Free-Form Queries
As discussed in Automatic Schema Discovery, intuited table schemas enable SQL access to unstructured MongoDB data. JSON Functions enable you to use standard JSON functions to summarize MongoDB data and extract values from any nested structures. Custom Schema Definitions enable you to define static tables and give you more granular control over the relational view of your data; for example, you can write schemas defining parent/child tables or fact/dimension tables. However, you are not limited to these schemes.
After connecting you can query any nested structure without flattening the data. Any relations that you can access with FlattenArrays and FlattenObjects can also be accessed with an ad hoc SQL query.
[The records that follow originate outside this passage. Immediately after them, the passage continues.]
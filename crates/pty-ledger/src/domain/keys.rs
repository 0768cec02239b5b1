//! # Storage Key Layout
//!
//! | Record | Key |
//! |--------|-----|
//! | Account | `acct:` + account id |
//! | Property token | `pty:` + derived identifier |
//! | Global asset key index | `PtyKeys` |

/// Prefix of every property token key.
pub const ASSET_PREFIX: &str = "pty:";

/// Prefix of every account key.
pub const ACCOUNT_PREFIX: &str = "acct:";

/// Singleton key of the global asset key index.
pub const ASSET_INDEX_KEY: &str = "PtyKeys";

#[must_use]
pub fn asset_key(asset_id: &str) -> String {
    format!("{ASSET_PREFIX}{asset_id}")
}

#[must_use]
pub fn account_key(account_id: &str) -> String {
    format!("{ACCOUNT_PREFIX}{account_id}")
}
Let's consider an example document from the following Restaurant data set:
{ "address": { "building": "1007", "coord": [ -73.856077, 40.848447 ], "street": "Morris Park Ave", "zipcode": "10462" }, "borough": "Bronx", "cuisine": "Bakery", "grades": [ { "grade": "A", "score": 2, "date": { "$date": "1393804800000" } }, { "date": { "$date": "1378857600000" }, "grade": "B", "score": 6 }, { "score": 10, "date": { "$date": "1358985600000" }, "grade": "C" } ], "name": "Morris Park Bake Shop", "restaurant_id": "30075445" }You can access any nested structure in this document as a column. Use the dot notation to drill down to the values you want to access as shown in the query below. Note that arrays have a zero-based index. For example, the following query retrieves the second grade for the restaurant in the example:
SELECT "address.building", "grades.1.grade" FROM restaurants WHERE restaurant_id = '30075445'The preceding query returns the following results:
Column Name | Data Type | Example Value |
address.building | String | 1007 |
grades.1.grade | String | A |